Daniele Nardi è il re incontrastato dell’inverno in altissima quota. Sì, perché l’alpinista italiano è uno dei protagonisti delle scalate invernali dei giganti della montagna. Insieme a Tom Ballard, Ullah Baig e Kareem Haya, Nardi sta tentando la scalata del Nanga Parbat: è la nona montagna più alta della Terra, in Pakistan, con i suoi 8.126 metri sul livello del mare.

Già di per sé sarebbe un’impresa difficile, soprattutto in inverno. Ma Nardi e i suoi compagni di spedizione stanno seguendo un percorso fino ad ora inviolato, quello cioè che porta ad attraversare e a superare lo sperone Mummery, una impressionante parete verticale ghiacciata di più di mille metri che richiede, soprattutto in pieno inverno, uno sforzo a dir poco titanico. Uno sperone a cui nessuno scalatore è mai sopravvissuto.

Nardi e Ballard mentre scalano lo sperone Mummery – foto tratta dal sito www.danielenardi.org

Nei giorni scorsi Nardi e Ballard sono saliti fino a 6200 m, ma non hanno trovato un buon posto da bivacco. Allora, anche a causa del vento forte e della nottataccia già trascorsa, hanno deciso di tornare al campo base dopo aver lasciato un po’ di materiale per proseguire la scalata. Ma il maltempo in arrivo sta costringendo la spedizione a una pausa. 
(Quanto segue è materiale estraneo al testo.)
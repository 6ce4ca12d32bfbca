//! huffzip: lossless byte-stream compression with static Huffman coding.
//!
//! An input is compressed in two phases:
//! - count the occurrences of every byte value
//! - build a Huffman tree from the counts, then write the counts as a header
//!   followed by the bit-packed codes
//!
//! The tree is not stored. Tree construction breaks weight ties by a fixed
//! rule, so the decoder rebuilds the exact same tree from the header.

pub mod bitpack;
pub mod codec;
pub mod codes;
pub mod config;
pub mod error;
pub mod frequency;
pub mod header;
pub mod priority;
pub mod stream;
pub mod tree;

use std::io::{Read, Seek, Write};

use tracing::debug;

use crate::codec::{EncodeSummary, Encoder};
use crate::config::CompressionConfig;
use crate::error::CompressError;
use crate::frequency::FrequencyTable;

/// Compressed output container
#[derive(Debug, Clone, serde::Serialize, serde::Deserialize)]
pub struct CompressedOutput {
    pub original_size: usize,
    pub compressed_size: usize,
    pub data: Vec<u8>,
    pub ratio: f64,
    pub metadata: CompressionMetadata,
}

/// Metadata about the compression process
#[derive(Debug, Clone, serde::Serialize, serde::Deserialize)]
pub struct CompressionMetadata {
    pub entropy_bits: f64,
    pub unique_symbols: usize,
    pub header_size: usize,
    pub tree_depth: usize,
}

/// The main compressor engine
#[derive(Debug, Clone, Default)]
pub struct Compressor {
    config: CompressionConfig,
}

impl Compressor {
    /// Create a new compressor with the given configuration
    pub fn new(config: CompressionConfig) -> Self {
        Self { config }
    }

    pub fn config(&self) -> &CompressionConfig {
        &self.config
    }

    /// Compress an in-memory buffer
    pub fn compress(&self, data: &[u8]) -> Result<CompressedOutput, CompressError> {
        self.config.check_size(data.len() as u64)?;
        let table = FrequencyTable::from_bytes(data);
        let encoder = Encoder::from_table(table, self.config.read_buffer_size);

        let predicted = encoder.predicted_summary().total_bytes() as usize;
        let mut compressed = Vec::with_capacity(predicted);
        let summary = encoder.encode(&mut std::io::Cursor::new(data), &mut compressed)?;

        if self.config.verify {
            self.verify(data, &compressed)?;
        }

        let ratio = summary.ratio(data.len() as u64);
        let table = encoder.frequencies();

        Ok(CompressedOutput {
            original_size: data.len(),
            compressed_size: compressed.len(),
            data: compressed,
            ratio,
            metadata: CompressionMetadata {
                entropy_bits: table.entropy_bits(),
                unique_symbols: table.unique_count(),
                header_size: summary.header_bytes as usize,
                tree_depth: encoder.tree().map_or(0, |t| t.depth()),
            },
        })
    }

    /// Decompress an artifact produced by `compress`
    pub fn decompress(&self, data: &[u8]) -> Result<Vec<u8>, CompressError> {
        codec::decode_bytes(data)
    }

    /// Compress `len` bytes of a seekable source into `sink`
    pub fn compress_stream<R: Read + Seek, W: Write>(
        &self,
        source: &mut R,
        len: u64,
        sink: &mut W,
    ) -> Result<EncodeSummary, CompressError> {
        codec::encode_seekable(source, len, sink, &self.config)
    }

    /// Decompress from `source` into `sink`, returning the number of bytes written
    pub fn decompress_stream<R: Read, W: Write>(
        &self,
        source: &mut R,
        sink: &mut W,
    ) -> Result<u64, CompressError> {
        codec::decode(source, sink)
    }

    fn verify(&self, original: &[u8], compressed: &[u8]) -> Result<(), CompressError> {
        let restored = codec::decode_bytes(compressed)?;
        check_roundtrip(original, &restored)?;
        debug!(bytes = original.len(), "verified roundtrip");
        Ok(())
    }
}

fn check_roundtrip(original: &[u8], restored: &[u8]) -> Result<(), CompressError> {
    if let Some(at) = original.iter().zip(restored).position(|(a, b)| a != b) {
        return Err(CompressError::VerifyFailed(format!(
            "roundtrip mismatch at byte {at}"
        )));
    }
    if original.len() != restored.len() {
        return Err(CompressError::VerifyFailed(format!(
            "roundtrip produced {} bytes, expected {}",
            restored.len(),
            original.len()
        )));
    }
    Ok(())
}

/// Compress with the default configuration
pub fn compress(data: &[u8]) -> Result<Vec<u8>, CompressError> {
    Compressor::default().compress(data).map(|out| out.data)
}

/// Decompress an artifact
pub fn decompress(data: &[u8]) -> Result<Vec<u8>, CompressError> {
    codec::decode_bytes(data)
}
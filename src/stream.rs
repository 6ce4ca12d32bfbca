//! Chunked input reading and running checksums shared by both encode passes

use std::io::{self, Read, Write};

use crate::error::CompressError;

/// Feed exactly `len` bytes of `source` to `f`, `buffer_size` bytes at a time.
///
/// A source that ends early is reported as a size mismatch.
pub fn for_each_chunk<R, F>(
    source: &mut R,
    len: u64,
    buffer_size: usize,
    mut f: F,
) -> Result<(), CompressError>
where
    R: Read,
    F: FnMut(&[u8]) -> Result<(), CompressError>,
{
    let mut buf = vec![0u8; buffer_size.max(1)];
    let mut limited = source.take(len);
    let mut consumed = 0u64;
    loop {
        let n = match limited.read(&mut buf) {
            Ok(0) => break,
            Ok(n) => n,
            Err(e) if e.kind() == io::ErrorKind::Interrupted => continue,
            Err(e) => return Err(e.into()),
        };
        f(&buf[..n])?;
        consumed += n as u64;
    }
    if consumed != len {
        return Err(CompressError::SizeMismatch {
            expected: len,
            actual: consumed,
        });
    }
    Ok(())
}

const MOD_ADLER: u32 = 65521;

/// Running Adler-32 over everything passed to `update`.
#[derive(Debug, Clone, Copy, PartialEq, Eq)]
pub struct Adler32 {
    s1: u32,
    s2: u32,
}

impl Default for Adler32 {
    fn default() -> Self {
        Self { s1: 1, s2: 0 }
    }
}

impl Adler32 {
    pub fn new() -> Self {
        Self::default()
    }

    pub fn update(&mut self, bytes: &[u8]) {
        for &byte in bytes {
            self.s1 = (self.s1 + byte as u32) % MOD_ADLER;
            self.s2 = (self.s2 + self.s1) % MOD_ADLER;
        }
    }

    pub fn finish(&self) -> u32 {
        (self.s2 << 16) | self.s1
    }
}

/// A sink that only checksums and counts what is written to it.
#[derive(Debug, Default)]
pub struct ChecksumSink {
    pub checksum: Adler32,
    pub written: u64,
}

impl Write for ChecksumSink {
    fn write(&mut self, buf: &[u8]) -> io::Result<usize> {
        self.checksum.update(buf);
        self.written += buf.len() as u64;
        Ok(buf.len())
    }

    fn flush(&mut self) -> io::Result<()> {
        Ok(())
    }
}
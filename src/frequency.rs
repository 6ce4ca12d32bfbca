//! Symbol frequency analysis
//!
//! Counts how often each of the 256 byte values occurs. The table is filled
//! once, either by scanning the input or by replaying a decoded header.

use std::io::Read;

use tracing::debug;

use crate::error::CompressError;
use crate::stream::{self, Adler32};

/// Number of distinct symbols (byte values).
pub const SYMBOL_COUNT: usize = 256;

#[derive(Debug, Clone, PartialEq, Eq)]
pub struct FrequencyTable {
    counts: [u64; SYMBOL_COUNT],
    total: u64,
    unique: usize,
}

impl Default for FrequencyTable {
    fn default() -> Self {
        Self::new()
    }
}

impl FrequencyTable {
    pub fn new() -> Self {
        Self {
            counts: [0; SYMBOL_COUNT],
            total: 0,
            unique: 0,
        }
    }

    /// Count every byte of `data`.
    pub fn from_bytes(data: &[u8]) -> Self {
        let mut table = Self::new();
        table.record_all(data);
        table
    }

    /// Count exactly `len` bytes read from `source` in `buffer_size` chunks.
    ///
    /// A source that ends early is reported as a size mismatch.
    pub fn scan<R: Read>(
        source: &mut R,
        len: u64,
        buffer_size: usize,
    ) -> Result<Self, CompressError> {
        Self::scan_checksummed(source, len, buffer_size).map(|(table, _)| table)
    }

    /// Like `scan`, also returning the Adler-32 of the bytes counted.
    pub fn scan_checksummed<R: Read>(
        source: &mut R,
        len: u64,
        buffer_size: usize,
    ) -> Result<(Self, u32), CompressError> {
        let mut table = Self::new();
        let mut checksum = Adler32::new();
        stream::for_each_chunk(source, len, buffer_size, |chunk| {
            table.record_all(chunk);
            checksum.update(chunk);
            Ok(())
        })?;
        debug!(total = table.total, unique = table.unique, "frequency scan finished");
        Ok((table, checksum.finish()))
    }

    /// Count one occurrence of `symbol`.
    pub fn record(&mut self, symbol: u8) {
        let slot = &mut self.counts[symbol as usize];
        if *slot == 0 {
            self.unique += 1;
        }
        *slot += 1;
        self.total += 1;
    }

    pub fn record_all(&mut self, data: &[u8]) {
        for &b in data {
            self.record(b);
        }
    }

    /// Set the count of `symbol` directly, as read from a header.
    ///
    /// Returns false if the symbol already had a count.
    pub fn insert(&mut self, symbol: u8, count: u64) -> bool {
        let slot = &mut self.counts[symbol as usize];
        if *slot != 0 {
            return false;
        }
        if count > 0 {
            *slot = count;
            self.unique += 1;
            self.total += count;
        }
        true
    }

    pub fn count(&self, symbol: u8) -> u64 {
        self.counts[symbol as usize]
    }

    /// Total number of recorded symbols.
    pub fn total(&self) -> u64 {
        self.total
    }

    /// Number of symbols with a non-zero count.
    pub fn unique_count(&self) -> usize {
        self.unique
    }

    pub fn is_empty(&self) -> bool {
        self.total == 0
    }

    /// Present symbols with their counts, in ascending symbol order.
    pub fn iter(&self) -> impl Iterator<Item = (u8, u64)> + '_ {
        self.counts
            .iter()
            .enumerate()
            .filter(|(_, &c)| c > 0)
            .map(|(s, &c)| (s as u8, c))
    }

    /// Shannon entropy in bits per symbol.
    pub fn entropy_bits(&self) -> f64 {
        if self.total == 0 {
            return 0.0;
        }
        let len = self.total as f64;
        let mut entropy = 0.0;
        for (_, c) in self.iter() {
            let p = c as f64 / len;
            entropy -= p * p.log2();
        }
        entropy
    }
}
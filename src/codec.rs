//! Encode and decode pipelines over `Read` / `Write`
//!
//! Encoding is two passes over the input: `Encoder::analyze` counts symbols
//! and derives the codes, then `Encoder::encode` writes header and body from
//! a second read of the same bytes. Decoding is a single pass.

use std::io::{Cursor, Read, Seek, SeekFrom, Write};

use tracing::{debug, warn};

use crate::bitpack;
use crate::codes::CodeTable;
use crate::config::CompressionConfig;
use crate::error::CompressError;
use crate::frequency::FrequencyTable;
use crate::header;
use crate::stream::ChecksumSink;
use crate::tree::HuffTree;

/// Sizes of one encoded artifact.
#[derive(Debug, Clone, Copy, Default, PartialEq, Eq)]
pub struct EncodeSummary {
    pub header_bytes: u64,
    pub body_bits: u64,
}

impl EncodeSummary {
    pub fn body_bytes(&self) -> u64 {
        (self.body_bits + 7) / 8
    }

    pub fn total_bytes(&self) -> u64 {
        self.header_bytes + self.body_bytes()
    }

    /// Compressed size over `input_len`; 1.0 for empty input.
    pub fn ratio(&self, input_len: u64) -> f64 {
        if input_len == 0 {
            1.0
        } else {
            self.total_bytes() as f64 / input_len as f64
        }
    }
}

/// Result of analyzing an input: its counts, tree and codes.
#[derive(Debug, Clone)]
pub struct Encoder {
    table: FrequencyTable,
    tree: Option<HuffTree>,
    codes: Option<CodeTable>,
    buffer_size: usize,
    /// Adler-32 of the analysis pass, when the input was read from a source.
    checksum: Option<u32>,
    verify: bool,
}

impl Encoder {
    /// First pass: count `len` bytes of `source` and derive the codes.
    pub fn analyze<R: Read>(
        source: &mut R,
        len: u64,
        config: &CompressionConfig,
    ) -> Result<Self, CompressError> {
        config.check_size(len)?;
        let (table, checksum) =
            FrequencyTable::scan_checksummed(source, len, config.read_buffer_size)?;
        let mut encoder =
            Self::from_table(table, config.read_buffer_size).with_verify(config.verify);
        encoder.checksum = Some(checksum);
        Ok(encoder)
    }

    pub fn from_table(table: FrequencyTable, buffer_size: usize) -> Self {
        let tree = HuffTree::build(&table);
        let codes = tree.as_ref().map(CodeTable::from_tree);
        Self {
            table,
            tree,
            codes,
            buffer_size,
            checksum: None,
            verify: false,
        }
    }

    /// Decode the packed body before writing it and check that it matches
    /// the input, including that both passes read the same bytes.
    pub fn with_verify(mut self, verify: bool) -> Self {
        self.verify = verify;
        self
    }

    pub fn frequencies(&self) -> &FrequencyTable {
        &self.table
    }

    pub fn tree(&self) -> Option<&HuffTree> {
        self.tree.as_ref()
    }

    pub fn codes(&self) -> Option<&CodeTable> {
        self.codes.as_ref()
    }

    /// Size the artifact will have, without encoding anything.
    pub fn predicted_summary(&self) -> EncodeSummary {
        match &self.codes {
            None => EncodeSummary::default(),
            Some(codes) => EncodeSummary {
                header_bytes: header::header_len(self.table.unique_count()) as u64,
                body_bits: codes.encoded_bits(&self.table),
            },
        }
    }

    /// Second pass: write header and body for the bytes counted by `analyze`.
    ///
    /// `source` must yield the same bytes again. Empty input writes nothing.
    /// With verification on, nothing is written unless the check passes.
    pub fn encode<R: Read, W: Write>(
        &self,
        source: &mut R,
        sink: &mut W,
    ) -> Result<EncodeSummary, CompressError> {
        let codes = match &self.codes {
            None => return Ok(EncodeSummary::default()),
            Some(codes) => codes,
        };
        let total = self.table.total();

        let (header_bytes, body_bits) = if self.verify {
            let mut body = Vec::with_capacity(self.predicted_summary().body_bytes() as usize);
            let packed = bitpack::pack_body(source, total, codes, &mut body, self.buffer_size)?;
            self.check_body(&body, packed.checksum)?;
            let header_bytes = header::write_header(&self.table, sink)?;
            sink.write_all(&body)?;
            (header_bytes, packed.bits)
        } else {
            let header_bytes = header::write_header(&self.table, sink)?;
            let packed = bitpack::pack_body(source, total, codes, sink, self.buffer_size)?;
            (header_bytes, packed.bits)
        };

        let summary = EncodeSummary {
            header_bytes: header_bytes as u64,
            body_bits,
        };
        debug!(input = total, output = summary.total_bytes(), "encode finished");
        Ok(summary)
    }

    fn check_body(&self, body: &[u8], packed_checksum: u32) -> Result<(), CompressError> {
        if let Some(analyzed) = self.checksum {
            if analyzed != packed_checksum {
                return Err(CompressError::VerifyFailed(
                    "input changed between analysis and encoding".into(),
                ));
            }
        }
        let tree = match &self.tree {
            None => return Ok(()),
            Some(tree) => tree,
        };
        let mut decoded = ChecksumSink::default();
        bitpack::unpack_body(tree, self.table.total(), &mut Cursor::new(body), &mut decoded)?;
        if decoded.written != self.table.total() || decoded.checksum.finish() != packed_checksum {
            return Err(CompressError::VerifyFailed(
                "decoded body differs from input".into(),
            ));
        }
        debug!(symbols = decoded.written, "verified body");
        Ok(())
    }
}

/// Encode `len` bytes from a seekable source, rewinding between passes.
pub fn encode_seekable<R: Read + Seek, W: Write>(
    source: &mut R,
    len: u64,
    sink: &mut W,
    config: &CompressionConfig,
) -> Result<EncodeSummary, CompressError> {
    let start = source.stream_position()?;
    let encoder = Encoder::analyze(source, len, config)?;
    source.seek(SeekFrom::Start(start))?;
    encoder.encode(source, sink)
}

/// Decode one artifact from `source` into `sink`. Returns the symbols written.
///
/// An empty source is the encoding of empty input and decodes to nothing.
pub fn decode<R: Read, W: Write>(source: &mut R, sink: &mut W) -> Result<u64, CompressError> {
    let table = match header::read_header(source)? {
        None => return Ok(0),
        Some(table) => table,
    };
    let tree = HuffTree::build(&table)
        .ok_or_else(|| CompressError::InvalidHeader("zero total weight".into()))?;
    let decoded = bitpack::unpack_body(&tree, table.total(), source, sink)?;

    let mut trailing = [0u8; 1];
    if matches!(source.read(&mut trailing), Ok(n) if n > 0) {
        warn!("ignoring trailing bytes after compressed body");
    }
    Ok(decoded)
}

/// Encode an in-memory buffer.
pub fn encode_bytes(data: &[u8], config: &CompressionConfig) -> Result<Vec<u8>, CompressError> {
    let mut output = Vec::new();
    encode_seekable(&mut Cursor::new(data), data.len() as u64, &mut output, config)?;
    Ok(output)
}

/// Decode an in-memory artifact.
pub fn decode_bytes(data: &[u8]) -> Result<Vec<u8>, CompressError> {
    let mut output = Vec::new();
    decode(&mut Cursor::new(data), &mut output)?;
    Ok(output)
}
Nardi ungo lo sperone Mummery – foto tratta dal sito www.danielenardi.org

Come racconta il suo sito internet, Daniele Nardi  è il primo alpinista nella storia, nato al di sotto del Po, ad aver scalato l’Everest ed il K2, le due vette più alte al mondo.  Dal 2002, anno in cui ha toccato per la prima volta la quota degli 8.000 sul Cho Oyu (sesta montagna più alta del mondo posta tra la Cina ed il Nepal), non si è più fermato. Lo sperone Mummery per Nardi rappresenta il sogno di una vita, e questo è il suo quinto tentativo.

Poco prima di partire Nardi aveva rilasciato un’intervista ai microfoni di Radio 24. “Il mio grande sogno è aprire una via nuova in inverno su una montagna di 8000. Riuscire a completare lo Sperone Mummery, arrivare tra i 6900 ed i 7000, quando si può considerare conclusa questa nuova via, è il mio primo grande obiettivo. Poi certo, cercherò di tirare su fino alla vetta”.

Nardi in calata sul Mummery – foto tratta dal sito www.danielenardi.org

E nei giorni scorsi, salire fino a 6.200 metri per Nardi è stata la ripetizione di quanto già fatto nel 2013. Nello stesso punto in cui cinque anni fa lì insieme a Elisabeth Revol piantò una tenda, quest’anno Nardi ha lasciato un po’ di materiale, nella speranza che il vento non lo porti via, per proseguire la salita. Nel 2013 Nardi e la Revol arrivarono fino a 6.450, là dove nessuno era mai arrivato. Ma l’obiettivo di Daniele oggi sono almeno i 6.900.